The first two items refer to absorption spectroscopy and are mainly devoted
to the problem of gas-grains interactions in the chemistry of molecular
clouds. The third one is an emission spectroscopy study to provide, as far
as possible, examples of complete spectral coverage of PAH emission in a few
objects. This proposal is strongly coupled to laboratory experiments
currently under development.


OBSERVATION SUMMARY
Most bands occuring in the solid state are broad and therefore a medium
spectral resolution will be sufficient in most cases. Higher resolution
will be required only for minor species and to separate blend of lines
expected from complex mixtures to allow a finer interpretation of chemical
process in interstellar grains. Also a very high signal-to-noise ratio is
required in a few objects in order to measure potentially significant but
minor species, which transitions occur at specific wavelengths.
The strategy is:
(i) to obtain complete SWS spectra from 2.5 to 45 micron (AOT SWS01), with a
typical S/N of 30 except at the lower wavelengths, of a number of sources
carefully selected on their IRAS-LRS spectra and other data when available.

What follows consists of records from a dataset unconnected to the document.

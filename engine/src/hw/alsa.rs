use super::traits::{
    DescriptorSet, HwParamsOps, PcmBackend, PcmStream, PollDescriptor, Readiness, StreamDirection,
    SwParamsOps,
};
use crate::error::BackendError;
use crate::format::{AccessLayout, DeviceFormat};
use alsa::pcm::{Access, Frames, HwParams, PCM, SwParams};
use alsa::poll::Flags;
use alsa::{Direction, PollDescriptors, ValueOr};
use nix::libc;

#[derive(Debug, Default, Clone, Copy)]
pub struct AlsaBackend;

impl PcmBackend for AlsaBackend {
    type Stream = AlsaStream;

    const LABEL: &'static str = "ALSA";

    fn open(&self, device: &str, direction: StreamDirection) -> Result<AlsaStream, BackendError> {
        let dir = match direction {
            StreamDirection::Output => Direction::Playback,
            StreamDirection::Input => Direction::Capture,
        };
        let pcm = PCM::new(device, dir, false)?;
        Ok(AlsaStream { pcm })
    }
}

pub struct AlsaStream {
    pcm: PCM,
}

impl std::fmt::Debug for AlsaStream {
    fn fmt(&self, f: &mut std::fmt::Formatter<'_>) -> std::fmt::Result {
        f.debug_struct("AlsaStream")
            .field("state", &self.pcm.state())
            .finish()
    }
}

impl HwParamsOps for HwParams<'_> {
    fn set_access(&self, access: AccessLayout) -> Result<(), BackendError> {
        let access = match access {
            AccessLayout::Interleaved => Access::RWInterleaved,
            AccessLayout::NonInterleaved => Access::RWNonInterleaved,
        };
        Ok(HwParams::set_access(self, access)?)
    }

    fn set_format(&self, format: DeviceFormat) -> Result<(), BackendError> {
        Ok(HwParams::set_format(self, format.into())?)
    }

    fn set_rate_near(&self, rate: u32) -> Result<u32, BackendError> {
        Ok(HwParams::set_rate_near(self, rate, ValueOr::Nearest)?)
    }

    fn set_channels(&self, channels: u32) -> Result<(), BackendError> {
        Ok(HwParams::set_channels(self, channels)?)
    }
}

impl SwParamsOps for SwParams<'_> {
    fn set_avail_min(&self, frames: i64) -> Result<(), BackendError> {
        Ok(SwParams::set_avail_min(self, frames as Frames)?)
    }

    fn set_start_threshold(&self, frames: i64) -> Result<(), BackendError> {
        Ok(SwParams::set_start_threshold(self, frames as Frames)?)
    }
}

impl PcmStream for AlsaStream {
    type HwParams<'a> = HwParams<'a>;
    type SwParams<'a> = SwParams<'a>;

    fn hw_params_any(&self) -> Result<HwParams<'_>, BackendError> {
        Ok(HwParams::any(&self.pcm)?)
    }

    fn commit_hw_params(&self, params: &HwParams<'_>) -> Result<(), BackendError> {
        Ok(self.pcm.hw_params(params)?)
    }

    fn sw_params_current(&self) -> Result<SwParams<'_>, BackendError> {
        Ok(self.pcm.sw_params_current()?)
    }

    fn commit_sw_params(&self, params: &SwParams<'_>) -> Result<(), BackendError> {
        Ok(self.pcm.sw_params(params)?)
    }

    fn prepare(&self) -> Result<(), BackendError> {
        Ok(self.pcm.prepare()?)
    }

    fn drop_pending(&self) -> Result<(), BackendError> {
        Ok(self.pcm.drop()?)
    }

    fn drain(&self) -> Result<(), BackendError> {
        Ok(self.pcm.drain()?)
    }

    fn recover(&self, err: &BackendError) -> Result<(), BackendError> {
        Ok(self.pcm.recover(-err.errno, false)?)
    }

    fn write_interleaved(&self, data: &[u8]) -> Result<usize, BackendError> {
        Ok(self.pcm.io_bytes().writei(data)?)
    }

    fn write_planar(&self, channels: &[&[u8]], frames: usize) -> Result<usize, BackendError> {
        let needed = self.pcm.frames_to_bytes(frames as Frames) as usize;
        if channels.iter().any(|c| c.len() * channels.len() < needed) {
            return Err(BackendError::from_errno(libc::EINVAL));
        }
        let ptrs: Vec<*const u8> = channels.iter().map(|c| c.as_ptr()).collect();
        let io = self.pcm.io_bytes();
        // Each slice holds at least `frames` samples of one channel.
        Ok(unsafe { io.writen(&ptrs, frames)? })
    }

    fn poll_descriptors(&self) -> Result<DescriptorSet, BackendError> {
        let fds = PollDescriptors::get(&self.pcm)?;
        Ok(fds
            .iter()
            .map(|p| PollDescriptor {
                fd: p.fd,
                events: Readiness::from_poll(p.events),
            })
            .collect())
    }

    fn revents(&self, pfd: &PollDescriptor, raw: Readiness) -> Result<Readiness, BackendError> {
        let fds = [libc::pollfd {
            fd: pfd.fd,
            events: pfd.events.to_poll(),
            revents: raw.to_poll(),
        }];
        let flags = PollDescriptors::revents(&self.pcm, &fds)?;
        Ok(Readiness {
            readable: flags.contains(Flags::IN),
            writable: flags.contains(Flags::OUT),
        })
    }
}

(ii) These sources need also to be observed with PHOT-S (AOT PHT40) because
SWS will not be sensitive enough below 6 micron in these heavily obscured
sources. This is why we request concatenation of PHOT-S ans SWS
observations of each source that we observe with the two instruments.
(iii) For a subset of these sources we will also obtain grating scans (AOT
SWS06) of the following ranges with the corresponding S/N: 2.38-2.82
(S/N>20), 3.3-3.35 (S/N>20), 3.9-4.6 (S/N>50), 5.3-5.6 (S/N=100), 5.6-6.0
(S/N=100), 6.3-6.5 (S/N=1000), 6.5-6.9 (S/N=100), 7.5-7.8 (S/N=100),
9.4-9.8 (S/N=100), 14.5-16.5 (S/N=300).
(iv) A similar strategy (AOT's SWS01 and PHT40) applies to a sample of 5
emission sources (PAHs).
(v) Background sources toward nearby molecular clouds (Ophiucus, Taurus
and Chamaeleon) will be measured with PHOT-S (AOT PHT40) in order to trace
the variations in the dust properties across the cloud and in particular
in regions far from the heating sources. Strong variations in the
far-infrared emission have been evidenced by the IRAS data. A
spectroscopic study would be very informative to address this problem. For
this study it is necessary to obtain as many spectra as possible for a good
sampling across the cloud; thus, we ask for concatenated observations of
sources located in directions close to each other.